クリントン氏は表向きTPPに慎重姿勢を示しているが、

実態としては、条件付き賛成のスタンスであると推察される。

オバマ大統領は新大統領が就任する2017年2月までの間に、

米国のTPP批准を強行する考えを有していると見られる。

しかし、上下両院で多数勢力を有する共和党のライアン下院議長は、8月4日に、TPP協定について、

「国内の反発が強い項目の修正が必要だとして、

現状のままでは、オバマ大統領の残された任期に議会で採決しない」

との考えを明らかにした。

米国が批准しなければTPPは発効しない。

米国のTPP審議は2017年にずれ込む可能性が高く、

新大統領にトランプ氏が就任する場合には、米国のTPP承認の可能性は極めて低くなる。

この状況下で、日本が秋の臨時国会でTPPを承認する必要性は存在しない。


安倍首相が8月3日に実施した内閣改造は、

TPPシフト

と呼べるものである。

安倍首相は石破茂氏を農水相に起用しようとしたが石破氏に断られて断念した。

代わりに安倍氏が起用したのは石破氏側近の山本有二氏である。

経産相には世耕弘成氏が起用された。

また、農水省の副大臣と政務官4人のうち3人が経産省元官僚が占めた。

農水省が経産省に支配され、TPP推進に舵が切られている。

内閣人事局が設置され、各省庁の幹部人事を内閣が支配することになった。

官庁人事は菅義偉官房長官、さらに、安倍首相が直接支配する体制が整えられた。

このこと自体、「官高政低」を是正し、「政治主導」の行政を実現するために悪いことではないが、

問題は「政の質」である。

「政の質」が悪ければ、「政高官低」の人事運営は悪い結果しか生まない。

「政の質」が良いか、悪いかは、主権者が判定するべきことだが、

「日本をハゲタカ資本に売り渡すべきではない」

との立場に立つ限り、現在の安倍政権の「政の質」は著しく不良なものである。

安倍政権は「究極の売国政策」である「TPP参加」に突き進む体制を整えている。

この「売国政策」を阻止するということは、即ち、日本のTPP批准を阻止するということである。

8月20日、秋の臨時国会でのTPP阻止に向けて、新たな国民運動がキックオフされる。

「TPPを批准させない!全国共同行動8.20キックオフ集会」

http://chikyuza.net/archives/65269


農水省では2016年夏の人事で、

経営局長の奥原正明氏が事務次官に起用された。

昨年8月に事務次官に起用されたばかりの本川一善氏が更迭され、

同期の奥原氏が突如、次官に起用された。

首相官邸が強行した人事である。

次官に就任した奥原氏は農協解体を推進する原動力となると見られる農協法改定を推進した人物である。

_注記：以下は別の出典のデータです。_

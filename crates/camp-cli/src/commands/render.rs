//! Text report and JSON export for a finished schedule.

use std::collections::BTreeMap;
use std::io::{self, Write};

use camp_core::{PreferenceSheet, RunResult, Session};
use chrono::NaiveDate;
use serde::Serialize;

const DATE_FORMAT: &str = "%Y-%m-%d";

fn iso_date(date: NaiveDate) -> String {
    date.format(DATE_FORMAT).to_string()
}

// ========== JSON ==========

/// One session in the exported schedule.
#[derive(Debug, Clone, PartialEq, Eq, Serialize)]
#[serde(rename_all = "camelCase")]
pub struct ExportEntry {
    pub activity: String,
    pub start_date: String,
    pub end_date: String,
    pub url: String,
}

impl From<&Session> for ExportEntry {
    fn from(session: &Session) -> Self {
        Self {
            activity: session.activity.to_string(),
            start_date: iso_date(session.start_date),
            end_date: iso_date(session.end_date),
            url: session.page_url.clone(),
        }
    }
}

/// The exported schedule: the joint list plus one list per child.
#[derive(Debug, Clone, PartialEq, Eq, Serialize)]
pub struct ExportPayload {
    pub joint: Vec<ExportEntry>,
    pub children: BTreeMap<String, Vec<ExportEntry>>,
}

/// Builds the export payload. With `hide_joint`, joint activities only
/// appear in the joint list.
pub fn export_payload(result: &RunResult<'_>, hide_joint: bool) -> ExportPayload {
    let joint = result.joint().iter().map(|s| ExportEntry::from(*s)).collect();
    let children = result
        .per_child()
        .iter()
        .map(|(child, plan)| {
            let sessions = if hide_joint {
                result.individual_sessions(child.as_str())
            } else {
                plan.clone()
            };
            let entries = sessions.into_iter().map(ExportEntry::from).collect();
            (child.to_string(), entries)
        })
        .collect();

    ExportPayload { joint, children }
}

// ========== Text ==========

fn heading(writer: &mut impl Write, title: &str) -> io::Result<()> {
    writeln!(writer)?;
    writeln!(writer, "{title}")?;
    writeln!(writer, "{}", "─".repeat(title.chars().count()))
}

fn session_line(writer: &mut impl Write, session: &Session) -> io::Result<()> {
    let days = if session.weekdays.is_unspecified() {
        "any day".to_string()
    } else {
        session.weekdays.to_string()
    };
    writeln!(
        writer,
        "  {} to {}  {:<19}  {:<11}  {}",
        iso_date(session.start_date),
        iso_date(session.end_date),
        days,
        session.clock.to_string(),
        session.activity
    )
}

/// Writes the human-readable schedule: joint sessions, then each child in
/// name order, then a summary.
pub fn write_report(
    writer: &mut impl Write,
    result: &RunResult<'_>,
    sheet: &PreferenceSheet,
    considered: usize,
    hide_joint: bool,
) -> io::Result<()> {
    writeln!(
        writer,
        "CAMP SCHEDULE: {} children, {considered} sessions considered",
        sheet.child_count()
    )?;

    if sheet.is_empty() {
        writeln!(writer)?;
        writeln!(writer, "No children found in the preference sheet.")?;
        writeln!(writer)?;
        writeln!(writer, "Hint: add \"<Name>'s age\" and \"<Name>'s priority\" columns.")?;
        return Ok(());
    }

    heading(writer, "TOGETHER")?;
    if result.joint().is_empty() {
        writeln!(writer, "  (no joint sessions)")?;
    }
    for session in result.joint() {
        session_line(writer, session)?;
    }

    for child in sheet.children() {
        heading(writer, &format!("{} ({})", child.name.as_str().to_uppercase(), child.age))?;
        let sessions = if hide_joint {
            result.individual_sessions(child.name.as_str())
        } else {
            result.plan_for(child.name.as_str()).to_vec()
        };
        if sessions.is_empty() {
            writeln!(writer, "  (nothing else scheduled)")?;
        }
        for session in sessions {
            session_line(writer, session)?;
        }
    }

    heading(writer, "SUMMARY")?;
    writeln!(writer, "Joint sessions:  {}", result.joint().len())?;
    for child in sheet.children() {
        let total = result.plan_for(child.name.as_str()).len();
        let own = result.individual_sessions(child.name.as_str()).len();
        writeln!(
            writer,
            "{:<16} {total} sessions ({own} on their own)",
            format!("{}:", child.name)
        )?;
    }
    Ok(())
}
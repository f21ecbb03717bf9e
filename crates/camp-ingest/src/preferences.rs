//! Preference sheet ("want file") reader.
//!
//! The sheet is a CSV with one row per camp. The `Camp` column (or the first
//! column when there is none) names the activity; every child contributes a
//! `<Child>'s age` column and a `<Child>'s priority` column.

use std::collections::BTreeSet;
use std::fs::File;
use std::io::Read;
use std::path::Path;

use camp_core::{ActivityName, ChildName, PreferenceSheet, Priority, Warning, WarningSink};
use csv::{ReaderBuilder, StringRecord, Trim};

use crate::error::IngestError;
use crate::text::first_positive_integer;

const CAMP_COLUMN: &str = "camp";
const AGE_SUFFIX: &str = "'s age";
const PRIORITY_SUFFIX: &str = "'s priority";

#[derive(Debug, Clone, Copy, PartialEq, Eq)]
enum ColumnKind {
    Age,
    Priority,
}

#[derive(Debug)]
struct ChildColumn {
    child: String,
    kind: ColumnKind,
    index: usize,
}

#[derive(Debug)]
struct SheetLayout {
    title: usize,
    columns: Vec<ChildColumn>,
}

fn clean_header(header: &str) -> String {
    header.trim().trim_matches('"').trim().replace('\u{2019}', "'")
}

fn strip_suffix_ignore_case<'h>(header: &'h str, suffix: &str) -> Option<&'h str> {
    let split = header.len().checked_sub(suffix.len())?;
    let tail = header.get(split..)?;
    tail.eq_ignore_ascii_case(suffix)
        .then(|| header[..split].trim())
}

fn camp_column(headers: &StringRecord) -> Option<usize> {
    headers
        .iter()
        .position(|h| clean_header(h).eq_ignore_ascii_case(CAMP_COLUMN))
}

fn layout(headers: &StringRecord) -> SheetLayout {
    let columns = headers
        .iter()
        .enumerate()
        .filter_map(|(index, header)| {
            let header = clean_header(header);
            let (child, kind) = if let Some(child) = strip_suffix_ignore_case(&header, AGE_SUFFIX) {
                (child, ColumnKind::Age)
            } else {
                (strip_suffix_ignore_case(&header, PRIORITY_SUFFIX)?, ColumnKind::Priority)
            };
            (!child.is_empty()).then(|| ChildColumn {
                child: child.to_string(),
                kind,
                index,
            })
        })
        .collect();

    SheetLayout {
        title: camp_column(headers).unwrap_or(0),
        columns,
    }
}

fn csv_reader<R: Read>(reader: R) -> csv::Reader<R> {
    ReaderBuilder::new()
        .flexible(true)
        .trim(Trim::All)
        .from_reader(reader)
}

/// Parses a preference sheet from CSV.
///
/// Unreadable rows, unknown priority words and priorities for children
/// without an age are reported to `sink`; the rest of the sheet is kept.
/// Returns `None` when the header names no child columns at all.
pub fn parse_preferences<R: Read>(
    reader: R,
    sink: &mut impl WarningSink,
) -> Result<Option<PreferenceSheet>, csv::Error> {
    let mut reader = csv_reader(reader);
    let headers = reader.headers()?.clone();
    let layout = layout(&headers);
    if layout.columns.is_empty() {
        return Ok(None);
    }
    let mut builder = PreferenceSheet::builder();

    for (index, row) in reader.records().enumerate() {
        let row = match row {
            Ok(row) => row,
            Err(e) => {
                sink.warn(Warning::MalformedRecord {
                    index,
                    message: e.to_string(),
                });
                continue;
            }
        };
        let Ok(activity) = ActivityName::new(row.get(layout.title).unwrap_or_default()) else {
            tracing::debug!(row = index, "skipping preference row without a camp name");
            continue;
        };

        for column in &layout.columns {
            let cell = row.get(column.index).unwrap_or_default();
            match column.kind {
                ColumnKind::Age => {
                    let (Some(age), Ok(name)) =
                        (first_positive_integer(cell), ChildName::new(column.child.as_str()))
                    else {
                        continue;
                    };
                    if let Err(e) = builder.add_child(name, age) {
                        tracing::debug!(child = %column.child, error = %e, "ignoring age");
                    }
                }
                ColumnKind::Priority => {
                    if cell.is_empty() {
                        continue;
                    }
                    let priority = cell.parse::<Priority>().unwrap_or_else(|_| {
                        sink.warn(Warning::UnknownPriority {
                            child: column.child.clone(),
                            activity: activity.to_string(),
                            value: cell.to_string(),
                        });
                        Priority::No
                    });
                    builder.set_priority(activity.clone(), column.child.as_str(), priority);
                }
            }
        }
    }

    Ok(Some(builder.build(sink)))
}

fn open(path: &Path) -> Result<File, IngestError> {
    File::open(path).map_err(|source| IngestError::Io {
        path: path.to_path_buf(),
        source,
    })
}

/// Reads a preference sheet file.
pub fn read_preferences(
    path: &Path,
    sink: &mut impl WarningSink,
) -> Result<PreferenceSheet, IngestError> {
    let sheet = parse_preferences(open(path)?, sink)
        .map_err(|source| IngestError::Csv {
            path: path.to_path_buf(),
            source,
        })?
        .ok_or_else(|| IngestError::NoChildColumns {
            path: path.to_path_buf(),
        })?;
    tracing::info!(
        path = %path.display(),
        children = sheet.child_count(),
        activities = sheet.activities().count(),
        "read preference sheet"
    );
    Ok(sheet)
}

/// Unique, sorted, non-blank values of the `Camp` column.
pub fn parse_camp_names<R: Read>(reader: R) -> Result<Option<Vec<String>>, csv::Error> {
    let mut reader = csv_reader(reader);
    let headers = reader.headers()?.clone();
    let Some(column) = camp_column(&headers) else {
        return Ok(None);
    };

    let mut names = BTreeSet::new();
    for row in reader.records() {
        let row = row?;
        if let Some(name) = row.get(column).filter(|n| !n.is_empty()) {
            names.insert(name.to_string());
        }
    }
    Ok(Some(names.into_iter().collect()))
}

/// Reads the camp names a preference sheet asks about.
pub fn read_camp_names(path: &Path) -> Result<Vec<String>, IngestError> {
    parse_camp_names(open(path)?)
        .map_err(|source| IngestError::Csv {
            path: path.to_path_buf(),
            source,
        })?
        .ok_or_else(|| IngestError::MissingCampColumn {
            path: path.to_path_buf(),
        })
}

新農協法は農協=JAグループを狙い撃ちにして、農協の解体、弱体化を狙うものである。

自公政権が強大化しているため、農業関係団体の幹部が自公勢力に丸め込まれており、

農協解体を推進する政策が激しい勢いで策定されている。

真実を洞察する農業関係者はこうした動きに反応して反対運動を展開しているが、

多くの農業従事者は真実を十分に見抜けぬまま、

政治的に丸め込まれている農業関係団体幹部の動きに引きずられてしまっている。

現在、日本の農業を支えている中心にJAが位置している。

JA=農協は協同組合事業であり、非営利であり、

金融事業を含む総合事業を行っていることで、活動の財務基盤を確保している。

日本農業を簒奪しようとするハゲタカ資本にとって目障りなのがJA=農協なのである。

全国各地に根を広げるJAは、まさに「地産地消」、「安心・安全」の農業を展開する中核である。

この協同組合事業を財務的に支えているのが、

信用事業



共済事業

である。

これらの事業は「非営利」であるために、

組合員に対してコストパフォーマンスの高い保険商品等を提供できている。

全国各地で活動が展開されている生活協同組合事業と極めて類似した構造である。


日本からの収奪を目論むハゲタカ勢力は、

日本農業を収奪するためには農協=JAの破壊、解体が必要であると判断している。

そのために、JAから信用事業と共済事業を奪うことを目論んでいる。

JAの信用事業によって獲得した資金は、農林中央金庫に上納されているが、

この農林中央金庫がリーマンショック時の巨額損失などで存立不能の状況に陥った。

この農林中央金庫が自己の存続のために、JAを切るという行動に進みつつある。

JAの事業から信用事業と共済事業を切り離してしまうと、

この農林系の信用事業、共済事業そのものが、ハゲタカの恰好の餌食になる。

ハゲタカは日本の郵政マネー、年金マネー、そして、農林系マネーを収奪の対象として

狙いを澄ましてきているのである。


さらに、JAから信用事業と共済事業を切り離してしまえば、JAは単独で存立不能になる。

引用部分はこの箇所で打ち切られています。